If it has weight, it has mass; If it has mass, there is. “And our soul? If you have weight, it’s real!” It was after reaching this conclusion that the doctor Duncan MacDougall It began to weigh the human soul in 1907.
At the height of the fashion of spiritualism, the doctor – which, curiously, was as “practical and scientific mind” in that same year his study Hypothesis Concerning Soul Substance Together with Experimental Evidence of the Existence of Such Substance no Journal of the American Society for Psychical Researchfrom the idea that if consciousness or personality survive death, they necessarily have to occupy physical space and therefore have mass. When dying, this mass would theoretically disappear from the body.
The American began a real experience. He weighed six terminals patients on a scale specially designed to measure tin weight variations at the time of death. The first patient observed was a man, described by “an ordinary citizen, with the usual American temperament.” The moment it died, the balance recorded a sudden loss of mass: 21.2 gramsto be exact.
Macdougall guaranteed that this value corresponded to the weight of the human soul which, at the time of death, abandoned the body. The “21 grams experience” would fascinate the world, having to date inspiration for several books (Spook: Science Tackles the Afterlife2005, from Mary Roach), movies (21 grams2003), series (Evil2022) and even sleeves and anime, such as One Piece, which addresses the topic.
But returning to the centenary experience. Despite what the balance said, Macdougall was aware of some factors that could interfere with the results, such as the expiration of the last air, the loss of body fluids or the evaporation of sweat. Left for calculations. The evaporation rate of sweat per minute had no significant impact; EXPIERATION NOT Nor. And despite the very weak sample of six patients with tuberculosis of that Dorchester hospital – and even the fact that one of them died while adjusting the scale and the lost weights were not exactly the same as 21 grams – Macdougall believed that these factors confirm that the departure of the soul happens in death.
Confronted by the scientific community, which massacred him after the bombastic title of the teams (“doctor believes the soul has weight”) the American is “very aware that these few experiences do not prove the issue, just like some swallows do not do the summer.” When dogs weighed, it did not detect weight loss, but not all dogs go to the sky, he justified.

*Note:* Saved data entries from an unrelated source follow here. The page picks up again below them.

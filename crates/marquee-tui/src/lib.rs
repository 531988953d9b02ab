//! marquee-tui - Terminal UI for Marquee
//!
//! This crate provides the ratatui-based dashboard. It drives the TEA loop
//! from marquee-app and adds terminal rendering, keyboard and mouse event
//! polling, and the widgets for stats, charts, the film table and the row
//! tooltip.

pub mod event;
pub mod layout;
pub mod render;
pub mod runner;
pub mod terminal;
pub mod theme;
pub mod widgets;

#[cfg(test)]
pub mod test_utils;

// Re-export main entry point
pub use runner::run;
//! Shared chrome for the four chart panels

use ratatui::{
    buffer::Buffer,
    layout::{Alignment, Rect},
    text::Line,
    widgets::{Block, Paragraph, Widget},
};

use marquee_core::ChartConfig;

use crate::theme::styles;

/// Panel block titled with the chart name. A focused panel shows the
/// selected point's tooltip text along its bottom border.
pub fn panel_block<'a>(
    chart: &'a ChartConfig,
    focused: bool,
    selected: Option<usize>,
) -> Block<'a> {
    let title_style = if focused {
        styles::accent_bold()
    } else {
        styles::text_secondary()
    };
    let mut block = styles::glass_block(focused)
        .title(Line::styled(format!(" {} ", chart.title), title_style));

    if focused {
        if let Some(index) = selected {
            let text = chart.tooltip_lines(index).join(" · ");
            if !text.is_empty() {
                block = block.title_bottom(Line::styled(format!(" {} ", text), styles::accent()));
            }
        }
    }
    block
}

/// Placeholder for a chart without data points.
pub fn render_empty(area: Rect, buf: &mut Buffer) {
    if area.height == 0 {
        return;
    }
    let y = area.y + area.height / 2;
    Paragraph::new(Line::styled("No data", styles::text_muted()))
        .alignment(Alignment::Center)
        .render(Rect::new(area.x, y, area.width, 1), buf);
}

/// Keep `selected` visible in a window of `rows` entries, returning the
/// first entry to draw.
pub fn window_start(selected: Option<usize>, rows: usize, len: usize) -> usize {
    if rows == 0 || len <= rows {
        return 0;
    }
    let selected = selected.unwrap_or(0).min(len - 1);
    if selected < rows {
        0
    } else {
        (selected + 1 - rows).min(len - rows)
    }
}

The doctor did not give up. In fact, in 1911, four years after the study, tried to photograph the soulwith X-rays, inspired by WJ Kilner’s experiences, known for his studies on human auras, hoping that the soul would emerge as a light.
Macdougall could never capture the soul, and died in 1920, at 54 years. Others tried to complete their search for the mysterious weight of the human spirit, but failed. At one point, Twining weighed rats on the brink of death and concluded that weight loss was due to moisture… or gases.
To this day, no one knows what happens when we die, not if something in us survives death – much less how much it weighs. So why until today we continue to feed this experience whose conclusion has been discredited?
The answer, in a word: hope. Hope that something of us remains after death. If we want to explain the phenomenon in other words: the fascination with the unknown. If we want to be more critical, we cannot fail to blame the arrogance to us inherent and that imposes on us a need to be greater than death; blaming our sense of superiority, which tells us in the mirror that we are too special to have an end, like all other species. This human feeling, yes, seems to live forever.